**Exercise details**
Would you return, word for word, the lines of the data below from the line with "of this splitter." through the line with "is emitted and", and no others?

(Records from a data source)
-- Opening Marker --
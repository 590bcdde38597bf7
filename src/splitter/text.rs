/*!
# [`TextSplitter`]
Recursive splitting of text documents by a list of separators.
*/

use crate::{
    report::{OversizeReporter, TracingReporter},
    splitter::TextChunks,
    ChunkConfig, ChunkSizer,
};

/// Plain-text splitter. Splits text by the most preferred separator that
/// occurs in it, recursively splitting sections that are too large by the
/// next separators, and merges neighboring sections into chunks that fit
/// within the chunk size, overlapping consecutive chunks if configured.
#[derive(Debug)]
#[allow(clippy::module_name_repetitions)]
pub struct TextSplitter<Sizer, Reporter = TracingReporter>
where
    Sizer: ChunkSizer,
    Reporter: OversizeReporter,
{
    /// Method of determining chunk sizes.
    chunk_config: ChunkConfig<Sizer>,
    /// Receives a report for every chunk larger than the chunk size.
    reporter: Reporter,
}

impl<Sizer> TextSplitter<Sizer>
where
    Sizer: ChunkSizer,
{
    /// Creates a new [`TextSplitter`].
    ///
    /// ```
    /// use recursive_text_splitter::{ChunkConfig, TextSplitter};
    ///
    /// // By default, the chunk sizer is based on characters.
    /// let splitter = TextSplitter::new(ChunkConfig::new(512).unwrap());
    /// ```
    #[must_use]
    pub fn new(chunk_config: ChunkConfig<Sizer>) -> Self {
        Self {
            chunk_config,
            reporter: TracingReporter,
        }
    }
}

impl<Sizer, Reporter> TextSplitter<Sizer, Reporter>
where
    Sizer: ChunkSizer,
    Reporter: OversizeReporter,
{
    /// Set where chunks that are larger than the chunk size are reported.
    /// By default, a `tracing` warning is emitted.
    ///
    /// ```
    /// use recursive_text_splitter::{ChunkConfig, Silent, TextSplitter};
    ///
    /// let splitter = TextSplitter::new(ChunkConfig::new(512).unwrap()).with_reporter(Silent);
    /// ```
    #[must_use]
    pub fn with_reporter<R: OversizeReporter>(self, reporter: R) -> TextSplitter<Sizer, R> {
        TextSplitter {
            chunk_config: self.chunk_config,
            reporter,
        }
    }

    /// Retrieve the chunk configuration of this splitter.
    #[must_use]
    pub fn chunk_config(&self) -> &ChunkConfig<Sizer> {
        &self.chunk_config
    }

    /// Generate a list of chunks from a given text. Each chunk will be up to
    /// the chunk size, unless a single character is already larger.
    ///
    /// ## Method
    ///
    /// 1. Select the first separator that occurs in the text, or the empty
    ///    separator which splits it into characters.
    /// 2. Split the text by it into fragments.
    /// 3. Merge neighboring fragments that are smaller than the chunk size into
    ///    chunks. When the next fragment doesn't fit, the chunk is emitted and
    ///    the trailing fragments that fit within the overlap are kept to start
    ///    the next chunk.
    /// 4. Fragments that are too large on their own are split again, starting
    ///    from step 1 with the next separators.
    ///
    /// ```
    /// use recursive_text_splitter::{ChunkConfig, TextSplitter};
    ///
    /// let splitter = TextSplitter::new(ChunkConfig::new(10).unwrap());
    /// let text = "Some text\n\nfrom a\ndocument";
    /// let chunks = splitter.chunks(text).collect::<Vec<_>>();
    ///
    /// assert_eq!(vec!["Some text", "from a", "document"], chunks);
    /// ```
    pub fn chunks<'splitter, 'text: 'splitter>(
        &'splitter self,
        text: &'text str,
    ) -> impl Iterator<Item = &'text str> + 'splitter
    where
        Sizer: 'splitter,
        Reporter: 'splitter,
    {
        self.chunk_indices(text).map(|(_, t)| t)
    }

    /// Returns an iterator over chunks of the text and their byte offsets.
    /// Each chunk will be up to the chunk size.
    ///
    /// See [`TextSplitter::chunks`] for more information.
    ///
    /// ```
    /// use recursive_text_splitter::{ChunkConfig, TextSplitter};
    ///
    /// let splitter = TextSplitter::new(ChunkConfig::new(10).unwrap());
    /// let text = "Some text\n\nfrom a\ndocument";
    /// let chunks = splitter.chunk_indices(text).collect::<Vec<_>>();
    ///
    /// assert_eq!(vec![(0, "Some text"), (11, "from a"), (18, "document")], chunks);
    /// ```
    pub fn chunk_indices<'splitter, 'text: 'splitter>(
        &'splitter self,
        text: &'text str,
    ) -> impl Iterator<Item = (usize, &'text str)> + 'splitter
    where
        Sizer: 'splitter,
        Reporter: 'splitter,
    {
        TextChunks::new(&self.chunk_config, &self.reporter, text)
    }
}

#[cfg(test)]
mod tests {
    use std::{cell::RefCell, cmp::min};

    use fake::{Fake, Faker};

    use crate::{Characters, Separators, Silent};

    use super::*;

    fn splitter(
        chunk_size: usize,
        overlap: usize,
        separators: &[&str],
    ) -> TextSplitter<Characters, Silent> {
        TextSplitter::new(
            ChunkConfig::new(chunk_size)
                .unwrap()
                .with_overlap(overlap)
                .unwrap()
                .with_separators(Separators::new(separators.iter().copied()).unwrap()),
        )
        .with_reporter(Silent)
    }

    #[test]
    fn returns_one_chunk_if_text_is_shorter_than_max_chunk_size() {
        let text = Faker.fake::<String>();
        let chunks = TextSplitter::new(
            ChunkConfig::new(text.chars().count() + 1)
                .unwrap()
                .with_trim(false),
        )
        .chunks(&text)
        .collect::<Vec<_>>();

        if text.is_empty() {
            assert!(chunks.is_empty());
        } else {
            assert_eq!(vec![&text], chunks);
        }
    }

    #[test]
    fn returns_two_chunks_if_text_is_longer_than_max_chunk_size() {
        let text1 = "a".repeat((3..20).fake::<usize>());
        let text2 = "b".repeat((3..20).fake::<usize>());
        let text = format!("{text1} {text2}");
        let max_chunk_size = text1.len().max(text2.len()) + 1;
        let chunks = splitter(max_chunk_size, 0, &[" ", ""])
            .chunks(&text)
            .collect::<Vec<_>>();

        assert!(chunks.iter().all(|c| c.chars().count() <= max_chunk_size));

        // Check that beginning of first chunk and text 1 matches
        let len = min(text1.len(), chunks[0].len());
        assert_eq!(text1[..len], chunks[0][..len]);
        // Check that end of second chunk and text 2 matches
        let len = min(text2.len(), chunks[1].len());
        assert_eq!(
            text2[(text2.len() - len)..],
            chunks[1][chunks[1].len() - len..]
        );

        assert_eq!(chunks.join(" "), text);
    }

    #[test]
    fn empty_string() {
        let chunks = splitter(100, 0, &["\n\n", " ", ""])
            .chunks("")
            .collect::<Vec<_>>();

        assert!(chunks.is_empty());
    }

    #[test]
    fn whitespace_only_string() {
        let chunks = splitter(100, 0, &["\n\n", " ", ""])
            .chunks(" \n\n \t ")
            .collect::<Vec<_>>();

        assert!(chunks.is_empty());
    }

    #[test]
    fn can_handle_unicode_characters() {
        let text = "éé"; // Char that is more than one byte
        let chunks = splitter(1, 0, &[""]).chunks(text).collect::<Vec<_>>();
        assert_eq!(vec!["é", "é"], chunks);
    }

    #[test]
    fn splits_paragraphs_before_words() {
        let text = "a\n\nb\n\nc";
        let chunks = splitter(3, 0, &["\n\n", " ", ""])
            .chunks(text)
            .collect::<Vec<_>>();
        assert_eq!(vec!["a", "b", "c"], chunks);
    }

    #[test]
    fn merges_paragraphs_that_fit() {
        let text = "a\n\nb\n\nc";
        let chunks = splitter(5, 0, &["\n\n", " ", ""])
            .chunks(text)
            .collect::<Vec<_>>();
        assert_eq!(vec!["a\n\nb", "c"], chunks);
    }

    #[test]
    fn splits_into_characters() {
        let chunks = splitter(4, 0, &[""])
            .chunks("aaaaaaaaaa")
            .collect::<Vec<_>>();
        assert_eq!(vec!["aaaa", "aaaa", "aa"], chunks);
    }

    #[test]
    fn overlapping_words() {
        let chunks = splitter(9, 3, &[" ", ""])
            .chunks("one two three four")
            .collect::<Vec<_>>();
        assert_eq!(vec!["one two", "two three", "four"], chunks);
    }

    #[test]
    fn long_word_falls_back_to_characters() {
        let chunks = splitter(4, 0, &[" ", ""])
            .chunks("to abcdefghij be")
            .collect::<Vec<_>>();
        assert_eq!(vec!["to", "abcd", "efgh", "ij", "be"], chunks);
    }

    #[test]
    fn trim_false_keeps_whitespace() {
        let splitter = TextSplitter::new(
            ChunkConfig::new(5)
                .unwrap()
                .with_trim(false)
                .with_separators(Separators::new(["\n", ""]).unwrap()),
        );
        let chunks = splitter.chunks(" a \n b ").collect::<Vec<_>>();
        assert_eq!(vec![" a ", " b "], chunks);
    }

    #[test]
    fn trim_word_indices() {
        let text = "Some text from a document";
        let chunks = splitter(10, 0, &[" ", ""])
            .chunk_indices(text)
            .collect::<Vec<_>>();
        assert_eq!(
            vec![(0, "Some text"), (10, "from a"), (17, "document")],
            chunks
        );
    }

    #[test]
    fn default_separators_prefer_lines_over_words() {
        let text = "Some text\nfrom a document";
        let chunks = TextSplitter::new(ChunkConfig::new(16).unwrap())
            .chunks(text)
            .collect::<Vec<_>>();
        assert_eq!(vec!["Some text", "from a document"], chunks);
    }

    #[test]
    fn reporter_is_not_called_for_chunks_that_fit() {
        let reports = RefCell::new(0);
        let splitter = TextSplitter::new(ChunkConfig::new(3).unwrap())
            .with_reporter(|_: usize, _: usize| *reports.borrow_mut() += 1);
        let count = splitter.chunks("abc def\n\nghij").count();

        assert_eq!(count, 4);
        assert_eq!(reports.into_inner(), 0);
    }

    #[test]
    fn splitter_is_reusable() {
        let splitter = splitter(9, 3, &[" ", ""]);
        let first = splitter.chunks("one two three four").collect::<Vec<_>>();
        let second = splitter.chunks("one two three four").collect::<Vec<_>>();
        assert_eq!(first, second);
    }
}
-- Closing Marker --
**Answer box**
    /// Retrieve the chunk configuration of this splitter.
    #[must_use]
    pub fn chunk_config(&self) -> &ChunkConfig<Sizer> {
        &self.chunk_config
    }

    /// Generate a list of chunks from a given text. Each chunk will be up to
    /// the chunk size, unless a single character is already larger.
    ///
    /// ## Method
    ///
    /// 1. Select the first separator that occurs in the text, or the empty
    ///    separator which splits it into characters.
    /// 2. Split the text by it into fragments.
    /// 3. Merge neighboring fragments that are smaller than the chunk size into
    ///    chunks. When the next fragment doesn't fit, the chunk is emitted and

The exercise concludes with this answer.